AVAILABLE DATA:
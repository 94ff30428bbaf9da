//! Source locations for xdt
//!
//! This crate provides the location bookkeeping shared by the XML document
//! model and the diagnostics layer: byte offsets, 0-indexed rows and columns,
//! and a [`SourceContext`] that remembers which file a [`FileId`] refers to.
//!
//! # Overview
//!
//! The core types are:
//! - [`SourceInfo`]: A range in a specific file
//! - [`SourceContext`]: Manages files and provides content for rendering
//! - [`FileInformation`]: Line-break index for offset to row/column lookups
//!
//! # Example
//!
//! ```rust
//! use xdt_source_map::*;
//!
//! let mut ctx = SourceContext::new();
//! let file_id = ctx.add_file("web.config".into(), Some("<configuration/>".into()));
//!
//! let range = Range {
//!     start: Location { offset: 1, row: 0, column: 1 },
//!     end: Location { offset: 14, row: 0, column: 14 },
//! };
//! let info = SourceInfo::original(file_id, range.clone());
//!
//! assert_eq!(info.range, range);
//! assert_eq!(ctx.get_file(file_id).unwrap().path, "web.config");
//! ```

pub mod context;
pub mod file_info;
pub mod source_info;
pub mod types;

// Re-export main types
pub use context::{SourceContext, SourceFile};
pub use file_info::FileInformation;
pub use source_info::SourceInfo;
pub use types::{FileId, Location, Range};
impl XmlTransformation {
    pub fn new(document: XmlDocument, name: impl Into<String>) -> Self {
        Self {
            document,
            name: name.into(),
            registry: TransformRegistry::default(),
            options: TransformOptions::default(),
        }
    }

    pub fn parse(content: &str, file_id: FileId) -> Result<Self> {
        Ok(Self::new(XmlDocument::parse(content, file_id)?, "transform"))
    }

    pub fn load_path(path: impl AsRef<Path>, ctx: &mut SourceContext) -> Result<Self> {
        let path = path.as_ref();
        let document = XmlDocument::load_path(path, ctx)?;
        Ok(Self::new(document, path.display().to_string()))
    }

    pub fn load_reader<R: Read>(reader: R, name: &str, ctx: &mut SourceContext) -> Result<Self> {
        let document = XmlDocument::load_reader(reader, name, ctx)?;
        Ok(Self::new(document, name))
    }

    pub fn with_options(mut self, options: TransformOptions) -> Self {
        self.options = options;
        self
    }

    pub fn with_registry(mut self, registry: TransformRegistry) -> Self {
        self.registry = registry;
        self
    }

    pub fn document(&self) -> &XmlDocument {
        &self.document
    }

    pub fn name(&self) -> &str {
        &self.name
    }

    pub fn options(&self) -> &TransformOptions {
        &self.options
    }

    /// Apply to `source` in place.
    ///
    /// A snapshot of `source` taken before the first edit backs
    /// `InsertIfMissing`. Diagnostics go to `logger`, or to `tracing` when
    /// there is none.
    pub fn apply(
        &self,
        source: &mut XmlDocument,
        logger: Option<&mut dyn TransformationLogger>,
    ) -> TransformReport {
        let original = OriginalDocument::snapshot(source);
        self.apply_with_lookup(source, Some(&original), logger)
    }

    /// Apply with a caller-provided view of the original document.
    pub fn apply_with_lookup(
        &self,
        source: &mut XmlDocument,
        lookup: Option<&dyn OriginalDocumentLookup>,
        logger: Option<&mut dyn TransformationLogger>,
    ) -> TransformReport {
        if source.file_id() == self.document.file_id() {
            tracing::warn!(
                file_id = source.file_id().0,
                "Source and transform documents share a file id"
            );
        }

        let mut fallback = TracingLogger;
        let logger: &mut dyn TransformationLogger = match logger {
            Some(logger) => logger,
            None => &mut fallback,
        };

        let document_node = source.document_node();
        let mut applier = Applier {
            transformation: self,
            source,
            lookup,
            logger,
            context: TransformContext::new(),
        };
        if let Some(root) = self.document.root_element() {
            applier.visit(root, document_node);
        }

        let Applier {
            context, logger, ..
        } = applier;
        let report = context.into_report();
        tracing::debug!(
            errors = report.errors().count(),
            warnings = report.warnings().count(),
            "Transform finished"
        );
        if report.succeeded() {
            logger.log_message(MessageType::Normal, "Transformation succeeded");
        } else {
            logger.log_message(MessageType::Normal, "Transformation failed");
        }
        report
    }

    /// Check every directive's syntax without a source document.
    pub fn check(&self) -> TransformReport {
        let mut context = TransformContext::new();
        let doc = &self.document;
        for element in doc.descendants(doc.document_node()) {
            if !doc.is_element(element) {
                continue;
            }
            let parsed = parse_directives(doc, element, &self.registry);
            for problem in parsed.problems {
                let info = problem.info.or_else(|| element_info(doc, element));
                context.add_diagnostic(TransformDiagnostic::new(
                    DocumentKind::Transform,
                    &problem.error,
                    info,
                ));
            }
        }
        context.into_report()
    }
}

/// Position of an element's name, for diagnostics.
fn element_info(doc: &XmlDocument, element: NodeId) -> Option<NodeInfo> {
    doc.info(element).map(|info| NodeInfo {
        offset: info.offset + 1,
        ..*info
    })
}

struct Applier<'t, 's> {
    transformation: &'t XmlTransformation,
    source: &'s mut XmlDocument,
    lookup: Option<&'s dyn OriginalDocumentLookup>,
    logger: &'s mut dyn TransformationLogger,
    context: TransformContext,
}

INSTRUCTIONS TO FOLLOW: Line by line, retype all of the records exactly.

SOLUTION FOR THIS EXERCISE:
repository 94ff30428bbaf9da
//! Source locations for xdt
//!
//! This crate provides the location bookkeeping shared by the XML document
//! model and the diagnostics layer: byte offsets, 0-indexed rows and columns,
//! and a [`SourceContext`] that remembers which file a [`FileId`] refers to.
//!
//! # Overview
//!
//! The core types are:
//! - [`SourceInfo`]: A range in a specific file
//! - [`SourceContext`]: Manages files and provides content for rendering
//! - [`FileInformation`]: Line-break index for offset to row/column lookups
//!
//! # Example
//!
//! ```rust
//! use xdt_source_map::*;
//!
//! let mut ctx = SourceContext::new();
//! let file_id = ctx.add_file("web.config".into(), Some("<configuration/>".into()));
//!
//! let range = Range {
//!     start: Location { offset: 1, row: 0, column: 1 },
//!     end: Location { offset: 14, row: 0, column: 14 },
//! };
//! let info = SourceInfo::original(file_id, range.clone());
//!
//! assert_eq!(info.range, range);
//! assert_eq!(ctx.get_file(file_id).unwrap().path, "web.config");
//! ```

pub mod context;
pub mod file_info;
pub mod source_info;
pub mod types;

// Re-export main types
pub use context::{SourceContext, SourceFile};
pub use file_info::FileInformation;
pub use source_info::SourceInfo;
pub use types::{FileId, Location, Range};
impl XmlTransformation {
    pub fn new(document: XmlDocument, name: impl Into<String>) -> Self {
        Self {
            document,
            name: name.into(),
            registry: TransformRegistry::default(),
            options: TransformOptions::default(),
        }
    }

    pub fn parse(content: &str, file_id: FileId) -> Result<Self> {
        Ok(Self::new(XmlDocument::parse(content, file_id)?, "transform"))
    }

    pub fn load_path(path: impl AsRef<Path>, ctx: &mut SourceContext) -> Result<Self> {
        let path = path.as_ref();
        let document = XmlDocument::load_path(path, ctx)?;
        Ok(Self::new(document, path.display().to_string()))
    }

    pub fn load_reader<R: Read>(reader: R, name: &str, ctx: &mut SourceContext) -> Result<Self> {
        let document = XmlDocument::load_reader(reader, name, ctx)?;
        Ok(Self::new(document, name))
    }

    pub fn with_options(mut self, options: TransformOptions) -> Self {
        self.options = options;
        self
    }

    pub fn with_registry(mut self, registry: TransformRegistry) -> Self {
        self.registry = registry;
        self
    }

    pub fn document(&self) -> &XmlDocument {
        &self.document
    }

    pub fn name(&self) -> &str {
        &self.name
    }

    pub fn options(&self) -> &TransformOptions {
        &self.options
    }

    /// Apply to `source` in place.
    ///
    /// A snapshot of `source` taken before the first edit backs
    /// `InsertIfMissing`. Diagnostics go to `logger`, or to `tracing` when
    /// there is none.
    pub fn apply(
        &self,
        source: &mut XmlDocument,
        logger: Option<&mut dyn TransformationLogger>,
    ) -> TransformReport {
        let original = OriginalDocument::snapshot(source);
        self.apply_with_lookup(source, Some(&original), logger)
    }

    /// Apply with a caller-provided view of the original document.
    pub fn apply_with_lookup(
        &self,
        source: &mut XmlDocument,
        lookup: Option<&dyn OriginalDocumentLookup>,
        logger: Option<&mut dyn TransformationLogger>,
    ) -> TransformReport {
        if source.file_id() == self.document.file_id() {
            tracing::warn!(
                file_id = source.file_id().0,
                "Source and transform documents share a file id"
            );
        }

        let mut fallback = TracingLogger;
        let logger: &mut dyn TransformationLogger = match logger {
            Some(logger) => logger,
            None => &mut fallback,
        };

        let document_node = source.document_node();
        let mut applier = Applier {
            transformation: self,
            source,
            lookup,
            logger,
            context: TransformContext::new(),
        };
        if let Some(root) = self.document.root_element() {
            applier.visit(root, document_node);
        }

        let Applier {
            context, logger, ..
        } = applier;
        let report = context.into_report();
        tracing::debug!(
            errors = report.errors().count(),
            warnings = report.warnings().count(),
            "Transform finished"
        );
        if report.succeeded() {
            logger.log_message(MessageType::Normal, "Transformation succeeded");
        } else {
            logger.log_message(MessageType::Normal, "Transformation failed");
        }
        report
    }

    /// Check every directive's syntax without a source document.
    pub fn check(&self) -> TransformReport {
        let mut context = TransformContext::new();
        let doc = &self.document;
        for element in doc.descendants(doc.document_node()) {
            if !doc.is_element(element) {
                continue;
            }
            let parsed = parse_directives(doc, element, &self.registry);
            for problem in parsed.problems {
                let info = problem.info.or_else(|| element_info(doc, element));
                context.add_diagnostic(TransformDiagnostic::new(
                    DocumentKind::Transform,
                    &problem.error,
                    info,
                ));
            }
        }
        context.into_report()
    }
}

/// Position of an element's name, for diagnostics.
fn element_info(doc: &XmlDocument, element: NodeId) -> Option<NodeInfo> {
    doc.info(element).map(|info| NodeInfo {
        offset: info.offset + 1,
        ..*info
    })
}

struct Applier<'t, 's> {
    transformation: &'t XmlTransformation,
    source: &'s mut XmlDocument,
    lookup: Option<&'s dyn OriginalDocumentLookup>,
    logger: &'s mut dyn TransformationLogger,
    context: TransformContext,
}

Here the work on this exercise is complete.